Sleep deprivation can negatively impact employees’ ability to work safely. A new study takes a close look on how much weekend make-up sleep helps employees stay alert.
The research from Penn State and three other schools has good news and bad news regarding make-up sleep.
Recovery sleep over the weekend reverses daytime sleepiness and fatigue, but doesn’t improve brain function.
Thirty healthy young (18-34) men and women participated in a sleep lab experiment of 13 nights — 4 baseline nights with 8 hours of sleep per night, then 6 sleep deprived nights with only 6 hours per night, followed by 3 recovery nights with 10 hours per night.
Sleepiness increased significantly after the 6-hour nights and returned to baseline after the recovery nights.
However, brain performance deteriorated significantly after the nights with less sleep but didn’t improve after recovery sleep.
This research looks at a short-term period. The effects of longer term sleep deprivation aren’t known.
These findings are particularly important for safety-critical jobs, such as healthcare workers and those in transportation. Not being at peak mental performance could put the workers, their co-workers and others they come in contact with, such as customers and patients, in jeopardy.
Conventional wisdom
These findings coincide with conventional wisdom regarding recovery sleep.
In a 2009 online article, Dr. Michael Breus, the Sleep Doctor, wrote, “No, you can’t just pay off a sleep debt by sleeping late on the weekend.”

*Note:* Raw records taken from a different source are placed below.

//! Order collection backed by the remote document store.
//!
//! Live updates are produced by re-running the ordered collection query on
//! a fixed interval and delivering a snapshot whenever the result differs
//! from the last one delivered.

use std::time::Duration;

use comanda_core::{NewOrder, Order, OrderId, OrderStatus};
use tokio::time::MissedTickBehavior;
use tracing::instrument;

use super::{OrdersListener, Subscription, SyncError};
use crate::firestore::{
    Direction, Document, Fields, FirestoreClient, FirestoreError, ORDERS_COLLECTION, Value,
};

/// Orders stored as documents in the `orders` collection.
#[derive(Debug, Clone)]
pub struct RemoteOrders {
    client: FirestoreClient,
    poll_interval: Duration,
}

impl RemoteOrders {
    #[must_use]
    pub const fn new(client: FirestoreClient, poll_interval: Duration) -> Self {
        Self {
            client,
            poll_interval,
        }
    }

    /// Start a live query feeding `listener`.
    ///
    /// The first successful result is always delivered. A failed query is
    /// logged and ends the subscription; the listener keeps whatever it
    /// last received.
    pub fn subscribe(&self, listener: OrdersListener) -> Subscription {
        let client = self.client.clone();
        let poll_interval = self.poll_interval;

        let handle = tokio::spawn(async move {
            let mut ticker = tokio::time::interval(poll_interval);
            ticker.set_missed_tick_behavior(MissedTickBehavior::Skip);
            let mut last: Option<Vec<Order>> = None;

            loop {
                ticker.tick().await;
                match fetch_orders(&client).await {
                    Ok(orders) => {
                        if last.as_ref() != Some(&orders) {
                            listener(orders.clone());
                            last = Some(orders);
                        }
                    }
                    Err(e) => {
                        tracing::error!(error = %e, "Order subscription failed");
                        break;
                    }
                }
            }
        });

        Subscription::new(move || handle.abort())
    }

    /// Create a document with a generated id.
    ///
    /// # Errors
    ///
    /// Returns `SyncError::Remote` if the write is rejected.
    #[instrument(skip(self, order), fields(customer = %order.customer_name))]
    pub async fn add(&self, order: NewOrder) -> Result<Order, SyncError> {
        let doc = self
            .client
            .create_document(ORDERS_COLLECTION, order_fields(&order))
            .await?;
        let stored = order.into_order(OrderId::new(doc.id()));
        tracing::info!(order_id = %stored.id, "Order stored remotely");
        Ok(stored)
    }

    /// Patch only the `status` field of an existing document.
    ///
    /// # Errors
    ///
    /// Returns `SyncError::Remote` if the document does not exist or the
    /// write is rejected.
    #[instrument(skip(self))]
    pub async fn update_status(&self, id: &OrderId, status: OrderStatus) -> Result<(), SyncError> {
        let mut fields = Fields::new();
        fields.insert("status".to_owned(), Value::string(status.as_str()));

        self.client
            .patch_document(ORDERS_COLLECTION, id.as_str(), fields, &["status"], true)
            .await?;
        Ok(())
    }

    /// Run the ordered query once.
    ///
    /// # Errors
    ///
    /// Returns `SyncError::Remote` if the query fails.
    pub async fn snapshot(&self) -> Result<Vec<Order>, SyncError> {
        Ok(fetch_orders(&self.client).await?)
    }
}

async fn fetch_orders(client: &FirestoreClient) -> Result<Vec<Order>, FirestoreError> {
    let documents = client
        .run_query(ORDERS_COLLECTION, Some(("timestamp", Direction::Descending)))
        .await?;

    Ok(documents
        .iter()
        .filter_map(|doc| match order_from_document(doc) {
            Ok(order) => Some(order),
            Err(e) => {
                tracing::warn!(document = doc.id(), error = %e, "Skipping malformed order");
                None
            }
        })
        .collect())
}

/// Document fields for a new order.
#[must_use]
pub fn order_fields(order: &NewOrder) -> Fields {
    let mut fields = Fields::new();
    fields.insert("customerName".to_owned(), Value::string(&order.customer_name));
    if let Some(table) = &order.table_name {
        fields.insert("tableName".to_owned(), Value::string(table));
    }
    if let Some(note) = &order.observation {
        fields.insert("observation".to_owned(), Value::string(note));
    }
    fields.insert("items".to_owned(), Value::string_array(order.items.iter().cloned()));
    fields.insert("timestamp".to_owned(), Value::timestamp(order.timestamp));
    fields.insert("status".to_owned(), Value::string(order.status.as_str()));
    fields
}

/// Decode an order document. Unknown or missing statuses read as pending.
///
/// # Errors
///
/// Returns `FirestoreError::Parse` if the timestamp is missing or invalid.
pub fn order_from_document(doc: &Document) -> Result<Order, FirestoreError> {
    let status = doc
        .string("status")
        .and_then(|s| s.parse::<OrderStatus>().ok())
        .unwrap_or_default();

    Ok(Order {
        id: OrderId::new(doc.id()),
        customer_name: doc.string("customerName").unwrap_or_default().to_owned(),
        table_name: doc.string("tableName").map(str::to_owned),
        observation: doc.string("observation").map(str::to_owned),
        items: doc.string_array("items"),
        timestamp: doc.timestamp("timestamp")?,
        status,
    })
}
//! Today's menu and the dessert list.
//!
//! The menu is a single record persisted wholesale under the `menu` key.
//! Dessert categories start from the built-in list and are edited in
//! memory only; a restart brings the defaults back.

use std::sync::{Arc, PoisonError, RwLock};

use comanda_core::{DessertCategory, MenuData, default_desserts};

use crate::storage::{MENU_KEY, SharedStore, StorageError, load_json, save_json};

#[derive(Clone)]
pub struct MenuStore {
    inner: Arc<MenuStoreInner>,
}

struct MenuStoreInner {
    store: SharedStore,
    desserts: RwLock<Vec<DessertCategory>>,
}

impl std::fmt::Debug for MenuStore {
    fn fmt(&self, f: &mut std::fmt::Formatter<'_>) -> std::fmt::Result {
        f.debug_struct("MenuStore").finish_non_exhaustive()
    }
}

impl MenuStore {
    #[must_use]
    pub fn new(store: SharedStore) -> Self {
        Self {
            inner: Arc::new(MenuStoreInner {
                store,
                desserts: RwLock::new(default_desserts()),
            }),
        }
    }

    /// The stored menu, or the default one when nothing valid is stored.
    ///
    /// # Errors
    ///
    /// Returns `StorageError` if the store cannot be read.
    pub fn current(&self) -> Result<MenuData, StorageError> {
        Ok(load_json(self.inner.store.as_ref(), MENU_KEY)?
            .into_option()
            .unwrap_or_default())
    }

    /// Overwrite the stored menu.
    ///
    /// # Errors
    ///
    /// Returns `StorageError` if the menu cannot be written.
    pub fn replace(&self, menu: &MenuData) -> Result<(), StorageError> {
        save_json(self.inner.store.as_ref(), MENU_KEY, menu)?;
        tracing::info!(restaurant = %menu.restaurant_name, items = menu.items.len(), "Menu saved");
        Ok(())
    }

    /// Current dessert categories.
    #[must_use]
    pub fn categories(&self) -> Vec<DessertCategory> {
        self.inner
            .desserts
            .read()
            .unwrap_or_else(PoisonError::into_inner)
            .clone()
    }

    /// Replace one category. Returns `false` if `index` is out of range.
    pub fn update_category(&self, index: usize, category: DessertCategory) -> bool {
        let mut desserts = self
            .inner
            .desserts
            .write()
            .unwrap_or_else(PoisonError::into_inner);
        match desserts.get_mut(index) {
            Some(slot) => {
                *slot = category;
                true
            }
            None => false,
        }
    }
}

#[cfg(test)]
#[allow(clippy::unwrap_used)]
mod tests {
    use comanda_core::Price;

    use super::*;
    use crate::storage::{KeyValueStore, MemoryStore};

    #[test]
    fn test_default_when_missing_or_corrupt() {
        let store = Arc::new(MemoryStore::new());
        let menu = MenuStore::new(store.clone());
        assert_eq!(menu.current().unwrap(), MenuData::default());

        store.set(MENU_KEY, "{\"restaurantName\":").unwrap();
        assert_eq!(menu.current().unwrap(), MenuData::default());
    }

    #[test]
    fn test_replace_persists() {
        let store = Arc::new(MemoryStore::new());
        let menu = MenuStore::new(store.clone());

        let mut updated = MenuData::default();
        updated.items = vec!["Strogonoff".into()];
        updated.price = Price::from_cents(2590);
        menu.replace(&updated).unwrap();

        let reopened = MenuStore::new(store);
        assert_eq!(reopened.current().unwrap(), updated);
    }

    #[test]
    fn test_dessert_edits_stay_in_memory() {
        let store = Arc::new(MemoryStore::new());
        let menu = MenuStore::new(store.clone());

        let edited = DessertCategory {
            title: "Pudim".into(),
            items: vec!["Leite condensado".into()],
        };
        assert!(menu.update_category(3, edited.clone()));
        assert!(!menu.update_category(99, edited.clone()));
        assert_eq!(menu.categories()[3], edited);

        assert_eq!(MenuStore::new(store).categories(), default_desserts());
    }
}
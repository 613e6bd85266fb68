//! Gemini integration for turning a menu photo into structured data.
//!
//! One request per photo, no retry and no caching. The response schema
//! forces JSON with `restaurantName`, `items` and `price`; `title` and
//! `phone` are optional.

mod client;
mod error;
mod types;

pub use client::{GeminiClient, sniff_mime_type};
pub use error::GeminiError;
pub use types::{GenerateContentRequest, GenerateContentResponse, menu_schema};
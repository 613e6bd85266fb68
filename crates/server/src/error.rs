//! Unified error handling for the HTTP API.

use axum::{
    Json,
    http::StatusCode,
    response::{IntoResponse, Response},
};
use serde::Serialize;
use thiserror::Error;

use crate::auth::AuthError;
use crate::directory::DirectoryError;
use crate::gemini::GeminiError;
use crate::links::LinkError;
use crate::storage::StorageError;
use crate::sync::SyncError;

/// Application-level error type.
#[derive(Debug, Error)]
pub enum AppError {
    /// Order store operation failed.
    #[error("Order store error: {0}")]
    Sync(#[from] SyncError),

    /// Profile store operation failed.
    #[error("Directory error: {0}")]
    Directory(#[from] DirectoryError),

    /// Local storage failed.
    #[error("Storage error: {0}")]
    Storage(#[from] StorageError),

    /// Menu extraction failed.
    #[error("Extraction error: {0}")]
    Gemini(#[from] GeminiError),

    /// Sign-in or registration failed.
    #[error("Auth error: {0}")]
    Auth(#[from] AuthError),

    /// Resource not found.
    #[error("Not found: {0}")]
    NotFound(String),

    /// Bad request from client.
    #[error("Bad request: {0}")]
    BadRequest(String),

    /// Feature not available in the current mode.
    #[error("Unavailable: {0}")]
    Unavailable(String),

    /// Internal server error.
    #[error("Internal error: {0}")]
    Internal(String),
}

impl From<LinkError> for AppError {
    fn from(err: LinkError) -> Self {
        match err {
            LinkError::EmptySelection => Self::BadRequest(EMPTY_ORDER_MESSAGE.to_string()),
        }
    }
}

/// Shown when an order or link request has no items.
pub const EMPTY_ORDER_MESSAGE: &str = "O pedido está vazio! Selecione pelo menos um item.";

/// JSON error body.
#[derive(Debug, Serialize)]
pub struct ErrorResponse {
    pub error: String,
}

impl AppError {
    fn status(&self) -> StatusCode {
        match self {
            Self::Sync(SyncError::Storage(_))
            | Self::Directory(DirectoryError::Storage(_))
            | Self::Storage(_)
            | Self::Internal(_) => StatusCode::INTERNAL_SERVER_ERROR,
            Self::Sync(SyncError::Remote(_))
            | Self::Directory(DirectoryError::Remote(_))
            | Self::Gemini(_) => StatusCode::BAD_GATEWAY,
            Self::Auth(AuthError::MissingCredentials | AuthError::InvalidEmail(_))
            | Self::BadRequest(_) => StatusCode::BAD_REQUEST,
            Self::Auth(AuthError::Provider { .. }) => StatusCode::UNAUTHORIZED,
            Self::Auth(_) => StatusCode::BAD_GATEWAY,
            Self::NotFound(_) => StatusCode::NOT_FOUND,
            Self::Unavailable(_) => StatusCode::SERVICE_UNAVAILABLE,
        }
    }

    fn is_server_error(&self) -> bool {
        matches!(
            self,
            Self::Sync(_) | Self::Directory(_) | Self::Storage(_) | Self::Gemini(_) | Self::Internal(_)
        )
    }
}

impl IntoResponse for AppError {
    fn into_response(self) -> Response {
        // Log server errors with Sentry
        if self.is_server_error() {
            let event_id = sentry::capture_error(&self);
            tracing::error!(
                error = %self,
                sentry_event_id = %event_id,
                "Request error"
            );
        }

        // Don't expose internal error details to clients
        let message = match &self {
            Self::Sync(_) | Self::Directory(_) | Self::Storage(_) | Self::Internal(_) => {
                "Internal server error".to_string()
            }
            Self::Gemini(_) => "Não foi possível ler o cardápio da foto.".to_string(),
            Self::Auth(e) => e.user_message(),
            Self::NotFound(m) | Self::BadRequest(m) | Self::Unavailable(m) => m.clone(),
        };

        (self.status(), Json(ErrorResponse { error: message })).into_response()
    }
}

Breus pointed to three previous studies to back up his statement:
- A 2003 study at the Walter Reed Army Institute of Research found recovery sleep did not fully reverse declines in performance on a test of reaction times and other psychomotor tasks for subjects who had only a few hours of sleep per night.
- In 2008, scientists in Stockholm, Sweden, found even after recovery sleep, study subjects still showed slight residual cognitive impairments a week later.
- Another Walter Reed study found people recovered more quickly from a week of poor sleep when they had “banked” extra sleep beforehand — nights with ten hours of sleep.